Accountability after Trump cannot stop with Trump. It has to reach the larger machinery that made his style of governing possible. Corruption at this level is never a solo act. It is a network. Someone asks for the favor. Someone delivers the money. Someone arranges the meeting. Someone hides the records. Someone drafts the legal excuse. Someone spreads the false story. Someone profits.
That network includes more than the usual cast of political insiders. Yes, it includes senior aides, agency appointees, campaign operatives, consultants, lobbyists, major donors, and media enablers. It may also include data brokers, technology platforms, analytics firms, shell companies, contractors, civil servants and private actors who saw public power as something to be mined, traded, and monetized.

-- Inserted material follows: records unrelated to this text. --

//! Map grid: a flat run of 16-bit cell words.

use super::ensure_not_empty;
use crate::{
    codec::{decode_records, encode_records},
    descriptor::MapGridDescriptor,
    diagnostics::{Converted, trailing_bytes},
    document::MapGridDocument,
    errors::{Error, Result},
    table::MaskTable,
    word::Word,
};

type GridWord = u16;

pub fn decode(descriptor: &MapGridDescriptor, buffer: &[u8]) -> Result<Converted<MapGridDocument>> {
    ensure_not_empty(buffer)?;

    let table = descriptor.table()?;
    let (cells, dropped) = decode_records::<GridWord>(buffer, &table);

    let mut converted = Converted::new(MapGridDocument {
        mapgrid_size_in_bits: <GridWord as Word>::BITS,
        mapgrid_masks: table.to_mask_map(),
        mapgrid: cells,
    });
    if let Some(warning) = trailing_bytes(dropped, <GridWord as Word>::BYTES) {
        converted.warn(warning);
    }

    Ok(converted)
}

pub fn encode(document: &MapGridDocument) -> Result<Converted<Vec<u8>>> {
    if document.mapgrid_size_in_bits != <GridWord as Word>::BITS {
        return Err(Error::UnsupportedWidth(document.mapgrid_size_in_bits));
    }

    let table = MaskTable::<GridWord>::from_mask_map(&document.mapgrid_masks)?;
    let bytes = encode_records(&document.mapgrid, &table)?;

    Ok(Converted::new(bytes))
}

#[cfg(test)]
mod tests {
    use super::*;
    use crate::descriptor::RSE;
    use crate::diagnostics::Warning;

    #[test]
    fn test_decode_cells() {
        // metatileId 0x001, collision 1, elevation 3
        let buffer = [0x01, 0x34, 0xFF, 0x03];
        let converted = decode(&RSE.mapgrid, &buffer).unwrap();
        let document = converted.value;

        assert!(converted.warnings.is_empty());
        assert_eq!(document.mapgrid_size_in_bits, 16);
        assert_eq!(
            document.mapgrid_masks.get("elevation").map(String::as_str),
            Some("0xF000")
        );
        assert_eq!(document.mapgrid.len(), 2);

        let cell = &document.mapgrid[0];
        assert_eq!(cell.get("metatileId"), Some(&0x001));
        assert_eq!(cell.get("collision"), Some(&1));
        assert_eq!(cell.get("elevation"), Some(&3));

        assert_eq!(document.mapgrid[1].get("metatileId"), Some(&0x3FF));
    }

    #[test]
    fn test_decode_empty() {
        assert!(matches!(decode(&RSE.mapgrid, &[]), Err(Error::EmptyInput)));
    }

    #[test]
    fn test_decode_trailing_byte() {
        let converted = decode(&RSE.mapgrid, &[0x01, 0x00, 0x07]).unwrap();
        assert_eq!(converted.value.mapgrid.len(), 1);
        assert_eq!(
            converted.warnings,
            vec![Warning::TrailingBytes {
                dropped: 1,
                word_bytes: 2
            }]
        );
    }

    #[test]
    fn test_round_trip() {
        let buffer: Vec<u8> = (0u8..=255).collect();
        let document = decode(&RSE.mapgrid, &buffer).unwrap().value;
        let encoded = encode(&document).unwrap();
        assert!(encoded.warnings.is_empty());
        assert_eq!(encoded.value, buffer);
    }

    #[test]
    fn test_encode_honours_document_masks() {
        let json = r#"{
            "mapgridSizeInBits": 16,
            "mapgridMasks": { "low": "0x00FF", "high": "0xFF00" },
            "mapgrid": [ { "low": 52, "high": 18 } ]
        }"#;
        let document: MapGridDocument = crate::document::from_json(json).unwrap();
        assert_eq!(encode(&document).unwrap().value, vec![0x34, 0x12]);
    }

    #[test]
    fn test_encode_missing_field() {
        let mut document = decode(&RSE.mapgrid, &[0x01, 0x00]).unwrap().value;
        document.mapgrid[0] = [("metatileId", 1), ("collision", 0)].into_iter().collect();
        assert!(matches!(
            encode(&document),
            Err(Error::MissingField { record: 0, .. })
        ));
    }

    #[test]
    fn test_encode_rejects_other_width() {
        let mut document = decode(&RSE.mapgrid, &[0x01, 0x00]).unwrap().value;
        document.mapgrid_size_in_bits = 32;
        assert!(matches!(encode(&document), Err(Error::UnsupportedWidth(32))));
    }
}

This is why the Supreme Court’s immunity doctrine should not be read as a broad amnesty for everyone around a corrupt president. It is not. The Court created a special zone of protection for the former president’s official acts. It did not extend that same protection to the aforementioned personnel helping run influence operations. They are not presidents. They do not inherit presidential immunity.
The same is true of pardons. A president can pardon federal crimes that have already been committed, even before charges are filed. That means Trump could try to wipe away federal exposure for loyalists who helped carry out past misconduct. But a pardon does not erase state crimes. It does not erase civil liability. And it does not authorize future lawbreaking.

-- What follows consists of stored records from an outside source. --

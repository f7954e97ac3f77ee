//! JSON documents for the three domains.
//!
//! Keys are camelCase and appear in the order declared here. Masks are hex
//! strings, and records keep the order of their table's fields.

use serde::{Deserialize, Serialize};

use crate::{
    errors::{Error, Result},
    record::{FieldRecord, MaskMap},
};

/// `map.bin` / `border.bin`.
#[derive(Debug, Clone, PartialEq, Eq, Serialize, Deserialize)]
#[serde(rename_all = "camelCase")]
pub struct MapGridDocument {
    /// Word width of the grid. Always 16.
    pub mapgrid_size_in_bits: u32,
    pub mapgrid_masks: MaskMap,
    /// One record per map cell.
    pub mapgrid: Vec<FieldRecord>,
}

/// `metatiles.bin`.
#[derive(Debug, Clone, PartialEq, Eq, Serialize, Deserialize)]
#[serde(rename_all = "camelCase")]
pub struct MetatilesDocument {
    pub num_metatiles: usize,
    pub num_tiles: usize,
    pub num_pals: usize,
    pub num_tiles_in_metatile: usize,
    pub tiles_masks: MaskMap,
    pub metatiles: Vec<Metatile>,
}

/// One group of tile records.
#[derive(Debug, Clone, PartialEq, Eq, Serialize, Deserialize)]
pub struct Metatile {
    pub tiles: Vec<FieldRecord>,
}

/// `metatile_attributes.bin`.
#[derive(Debug, Clone, PartialEq, Eq, Serialize, Deserialize)]
#[serde(rename_all = "camelCase")]
pub struct AttributesDocument {
    pub num_metatiles: usize,
    /// Word width of each attribute record: 8, 16, 32 or 64.
    pub attribute_size_in_bits: u32,
    pub attribute_masks: MaskMap,
    pub metatiles: Vec<MetatileAttributes>,
}

#[derive(Debug, Clone, PartialEq, Eq, Serialize, Deserialize)]
pub struct MetatileAttributes {
    pub attributes: FieldRecord,
}

/// Parses a document, reporting missing keys and wrong value types as
/// [`Error::MalformedDocument`].
pub fn from_json<'a, T: Deserialize<'a>>(text: &'a str) -> Result<T> {
    serde_json::from_str(text).map_err(|e| Error::malformed(e.to_string()))
}

/// Renders a document as JSON with two-space indentation.
pub fn to_json<T: Serialize>(document: &T) -> Result<String> {
    Ok(serde_json::to_string_pretty(document)?)
}
//! Insertion-ordered string-keyed maps.
//!
//! Field order in records and mask maps is visible in the output documents,
//! so these keep entries in insertion order instead of hashing or sorting.

use std::fmt;
use std::marker::PhantomData;

use serde::de::{Deserialize, Deserializer, MapAccess, Visitor};
use serde::ser::{Serialize, SerializeMap, Serializer};

/// A map from field name to value that iterates in insertion order.
#[derive(Debug, Clone, PartialEq, Eq)]
pub struct OrderedMap<V> {
    entries: Vec<(String, V)>,
}

/// Decoded values of one word, keyed by field name.
pub type FieldRecord = OrderedMap<u64>;

/// Hex-string masks as they appear in a document header.
pub type MaskMap = OrderedMap<String>;

impl<V> Default for OrderedMap<V> {
    fn default() -> Self {
        Self {
            entries: Vec::new(),
        }
    }
}

impl<V> OrderedMap<V> {
    pub fn new() -> Self {
        Self::default()
    }

    pub fn with_capacity(capacity: usize) -> Self {
        Self {
            entries: Vec::with_capacity(capacity),
        }
    }

    /// Inserts or replaces `name`. A replaced entry keeps its original position.
    pub fn insert(&mut self, name: impl Into<String>, value: V) -> Option<V> {
        let name = name.into();
        match self.entries.iter_mut().find(|(key, _)| *key == name) {
            Some((_, slot)) => Some(std::mem::replace(slot, value)),
            None => {
                self.entries.push((name, value));
                None
            }
        }
    }

    pub fn get(&self, name: &str) -> Option<&V> {
        self.entries
            .iter()
            .find(|(key, _)| key == name)
            .map(|(_, value)| value)
    }

    pub fn contains_key(&self, name: &str) -> bool {
        self.get(name).is_some()
    }

    pub fn len(&self) -> usize {
        self.entries.len()
    }

    pub fn is_empty(&self) -> bool {
        self.entries.is_empty()
    }

    pub fn iter(&self) -> impl Iterator<Item = (&str, &V)> {
        self.entries.iter().map(|(key, value)| (key.as_str(), value))
    }

    pub fn keys(&self) -> impl Iterator<Item = &str> {
        self.entries.iter().map(|(key, _)| key.as_str())
    }
}

impl<V: PartialEq> OrderedMap<V> {
    /// Equality that ignores entry order.
    pub fn same_entries(&self, other: &Self) -> bool {
        self.len() == other.len()
            && self
                .iter()
                .all(|(key, value)| other.get(key) == Some(value))
    }
}

impl<K: Into<String>, V> FromIterator<(K, V)> for OrderedMap<V> {
    fn from_iter<I: IntoIterator<Item = (K, V)>>(iter: I) -> Self {
        let mut map = OrderedMap::new();
        for (key, value) in iter {
            map.insert(key, value);
        }
        map
    }
}

impl<V> IntoIterator for OrderedMap<V> {
    type Item = (String, V);
    type IntoIter = std::vec::IntoIter<(String, V)>;

    fn into_iter(self) -> Self::IntoIter {
        self.entries.into_iter()
    }
}

impl<V: Serialize> Serialize for OrderedMap<V> {
    fn serialize<S: Serializer>(&self, serializer: S) -> Result<S::Ok, S::Error> {
        let mut map = serializer.serialize_map(Some(self.entries.len()))?;
        for (key, value) in &self.entries {
            map.serialize_entry(key, value)?;
        }
        map.end()
    }
}

struct OrderedMapVisitor<V>(PhantomData<V>);

impl<'de, V: Deserialize<'de>> Visitor<'de> for OrderedMapVisitor<V> {
    type Value = OrderedMap<V>;

    fn expecting(&self, f: &mut fmt::Formatter) -> fmt::Result {
        f.write_str("a map of field names")
    }

    fn visit_map<A: MapAccess<'de>>(self, mut access: A) -> Result<Self::Value, A::Error> {
        let mut map = OrderedMap::with_capacity(access.size_hint().unwrap_or(0));
        while let Some((key, value)) = access.next_entry::<String, V>()? {
            if map.contains_key(&key) {
                return Err(serde::de::Error::custom(format!("duplicate field `{key}`")));
            }
            map.insert(key, value);
        }
        Ok(map)
    }
}

impl<'de, V: Deserialize<'de>> Deserialize<'de> for OrderedMap<V> {
    fn deserialize<D: Deserializer<'de>>(deserializer: D) -> Result<Self, D::Error> {
        deserializer.deserialize_map(OrderedMapVisitor(PhantomData))
    }
}

#[cfg(test)]
mod tests {
    use super::*;

    #[test]
    fn test_insert_keeps_order() {
        let mut record = FieldRecord::new();
        record.insert("tileId", 5);
        record.insert("xflip", 1);
        record.insert("palette", 3);
        assert_eq!(
            record.keys().collect::<Vec<_>>(),
            vec!["tileId", "xflip", "palette"]
        );
    }

    #[test]
    fn test_insert_replaces_in_place() {
        let mut record = FieldRecord::new();
        record.insert("a", 1);
        record.insert("b", 2);
        assert_eq!(record.insert("a", 9), Some(1));
        assert_eq!(record.iter().next(), Some(("a", &9)));
        assert_eq!(record.len(), 2);
    }

    #[test]
    fn test_same_entries_ignores_order() {
        let left: FieldRecord = [("a", 1), ("b", 2)].into_iter().collect();
        let right: FieldRecord = [("b", 2), ("a", 1)].into_iter().collect();
        assert_ne!(left, right);
        assert!(left.same_entries(&right));
    }

    #[test]
    fn test_json_preserves_order() {
        let json = r#"{"z":1,"a":2,"m":3}"#;
        let record: FieldRecord = serde_json::from_str(json).unwrap();
        assert_eq!(record.keys().collect::<Vec<_>>(), vec!["z", "a", "m"]);
        assert_eq!(serde_json::to_string(&record).unwrap(), json);
    }

    #[test]
    fn test_json_rejects_duplicates() {
        let result: Result<FieldRecord, _> = serde_json::from_str(r#"{"a":1,"a":2}"#);
        assert!(result.is_err());
    }

    #[test]
    fn test_json_rejects_negative_values() {
        let result: Result<FieldRecord, _> = serde_json::from_str(r#"{"a":-1}"#);
        assert!(result.is_err());
    }
}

That last point matters most. A pardon for yesterday is not a license for tomorrow. If a political operative, donor, appointee, contractor, or data firm continues to hide evidence, intimidate witnesses, falsify records, obstruct investigators, or participate in new schemes after the pardon, those are new acts. They can bring new charges.
There is another point that would-be collaborators should understand. Pardons can remove the Fifth Amendment shield on the conduct they cover. Once a person no longer faces prosecution for the underlying federal offense, they may no longer be able to refuse to testify about it on self-incrimination grounds. That means a future Justice Department, a state prosecutor, a grand jury, or a congressional committee may be able to put that person under oath and demand answers. If that witness lies, evades, destroys evidence, or obstructs the inquiry, that witness can face prosecution for those new acts.

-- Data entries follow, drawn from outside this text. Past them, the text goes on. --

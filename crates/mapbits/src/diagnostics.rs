//! Non-fatal findings reported alongside a conversion result.

use std::fmt;
use std::path::PathBuf;

/// Something worth telling the user that does not stop the conversion.
#[derive(Debug, Clone, PartialEq, Eq)]
pub enum Warning {
    /// A count declared in a document header disagrees with the data.
    /// Conversion always uses the actual data.
    CountMismatch {
        what: String,
        declared: usize,
        actual: usize,
    },
    /// The input length was not a multiple of the word size; the trailing
    /// bytes were not decoded.
    TrailingBytes { dropped: usize, word_bytes: usize },
    /// Tile records left over after the last complete metatile.
    PartialGroup { records: usize, group_size: usize },
    /// The input file does not have the extension the conversion expects.
    UnexpectedExtension { path: PathBuf, expected: &'static str },
}

impl fmt::Display for Warning {
    fn fmt(&self, f: &mut fmt::Formatter<'_>) -> fmt::Result {
        match self {
            Warning::CountMismatch {
                what,
                declared,
                actual,
            } => write!(f, "{what}: header declares {declared}, data has {actual}"),
            Warning::TrailingBytes {
                dropped,
                word_bytes,
            } => write!(
                f,
                "ignored {dropped} trailing byte(s) that do not fill a {word_bytes}-byte word"
            ),
            Warning::PartialGroup {
                records,
                group_size,
            } => write!(
                f,
                "ignored {records} trailing tile(s) that do not fill a {group_size}-tile metatile"
            ),
            Warning::UnexpectedExtension { path, expected } => write!(
                f,
                "{} does not have a .{expected} extension, converting anyway",
                path.display()
            ),
        }
    }
}

/// A conversion result plus the warnings raised while producing it.
#[derive(Debug, Clone, PartialEq)]
pub struct Converted<T> {
    pub value: T,
    pub warnings: Vec<Warning>,
}

impl<T> Converted<T> {
    pub fn new(value: T) -> Self {
        Self {
            value,
            warnings: Vec::new(),
        }
    }

    pub fn warn(&mut self, warning: Warning) {
        self.warnings.push(warning);
    }

    pub fn map<U>(self, f: impl FnOnce(T) -> U) -> Converted<U> {
        Converted {
            value: f(self.value),
            warnings: self.warnings,
        }
    }
}

/// Warning for `dropped` leftover bytes, if there are any.
pub(crate) fn trailing_bytes(dropped: usize, word_bytes: usize) -> Option<Warning> {
    (dropped > 0).then_some(Warning::TrailingBytes {
        dropped,
        word_bytes,
    })
}

#[cfg(test)]
mod tests {
    use super::*;

    #[test]
    fn test_display_count_mismatch() {
        let warning = Warning::CountMismatch {
            what: "metatiles".to_string(),
            declared: 512,
            actual: 513,
        };
        assert_eq!(
            warning.to_string(),
            "metatiles: header declares 512, data has 513"
        );
    }

    #[test]
    fn test_trailing_bytes() {
        assert_eq!(trailing_bytes(0, 2), None);
        assert_eq!(
            trailing_bytes(1, 2),
            Some(Warning::TrailingBytes {
                dropped: 1,
                word_bytes: 2
            })
        );
    }

    #[test]
    fn test_map_keeps_warnings() {
        let mut converted = Converted::new(2);
        converted.warn(Warning::PartialGroup {
            records: 3,
            group_size: 8,
        });
        let mapped = converted.map(|v| v * 10);
        assert_eq!(mapped.value, 20);
        assert_eq!(mapped.warnings.len(), 1);
    }
}
//! Mask table: compiled, ordered set of field masks over one word width.

use crate::{
    bits::{format_mask, masks_overlap, parse_mask},
    compiled::CompiledMask,
    errors::{Error, Result},
    field::MaskField,
    record::MaskMap,
    word::Word,
};

/// An ordered list of [`CompiledMask`]s over `W`-bit words.
///
/// Build one with [`MaskTable::compile`]; decoding and encoding live in
/// [`crate::codec`].
#[derive(Debug, Clone, PartialEq, Eq)]
pub struct MaskTable<W> {
    /// Compiled masks in definition order.
    pub fields: Vec<CompiledMask<W>>,
}

impl<W: Word> MaskTable<W> {
    /// Compiles `fields` into a table. Fails on an empty or duplicate name,
    /// a zero mask, or two masks that share a bit.
    pub fn compile(fields: &[MaskField<W>]) -> Result<Self> {
        let mut compiled: Vec<CompiledMask<W>> = Vec::with_capacity(fields.len());

        for field in fields {
            let mask = CompiledMask::try_from(field)?;

            if let Some(existing) = compiled.iter().find(|f| f.name == mask.name) {
                return Err(Error::malformed(format!(
                    "duplicate field `{}`",
                    existing.name
                )));
            }
            if let Some(existing) = compiled.iter().find(|f| masks_overlap(f.mask, mask.mask)) {
                return Err(Error::malformed(format!(
                    "masks of `{}` ({}) and `{}` ({}) overlap",
                    existing.name,
                    format_mask(existing.mask),
                    mask.name,
                    format_mask(mask.mask)
                )));
            }

            compiled.push(mask);
        }

        Ok(Self { fields: compiled })
    }

    /// Compiles a table from masks stored as `u64`, narrowing each to `W`.
    pub fn compile_wide(fields: &[MaskField<u64>]) -> Result<Self> {
        let narrowed = fields
            .iter()
            .map(|field| {
                field.narrow::<W>().ok_or_else(|| {
                    Error::malformed(format!(
                        "mask 0x{:X} of `{}` does not fit in a {}-bit word",
                        field.mask,
                        field.name,
                        W::BITS
                    ))
                })
            })
            .collect::<Result<Vec<_>>>()?;

        Self::compile(&narrowed)
    }

    /// Parses the hex masks of a document header.
    pub fn from_mask_map(masks: &MaskMap) -> Result<Self> {
        let fields = masks
            .iter()
            .map(|(name, hex)| Ok(MaskField::owned(name, parse_mask::<W>(hex)?)))
            .collect::<Result<Vec<_>>>()?;

        Self::compile(&fields)
    }

    /// Renders the table as document header masks.
    pub fn to_mask_map(&self) -> MaskMap {
        self.fields
            .iter()
            .map(|f| (f.name.to_string(), format_mask(f.mask)))
            .collect()
    }

    /// Union of all masks. Bits outside it are never decoded.
    pub fn covered_bits(&self) -> W {
        self.fields
            .iter()
            .fold(W::default(), |acc, f| acc | f.mask)
    }

    pub fn len(&self) -> usize {
        self.fields.len()
    }

    pub fn is_empty(&self) -> bool {
        self.fields.is_empty()
    }
}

That is why a future Democratic administration should not treat pardons as the end of the story. It should treat them as the beginning of a larger effort to follow the money, reconstruct the decision chains, expose the patronage networks, and force participants to account for what they did. Not a program of revenge. A program of law enforcement. And even if criminal charges are off the table for that old conduct, the testimony and documents they are forced to provide can fuel civil lawsuits from those harmed by their schemes, exposing them to years of litigation and financial liability.
There is also a ready-made corps of people prepared to do this work: the lawyers and career professionals who were pushed out, sidelined, or punished because they refused to bend the law to Trump’s will. They know the agencies they served. They know which procedures were bypassed, which records vanished, which contracts looked rotten, and which decisions were driven by loyalty instead of law. Many of them will be eager to help restore real enforcement, whether inside government, in state attorney general offices, in watchdog organizations, or in public-interest firms.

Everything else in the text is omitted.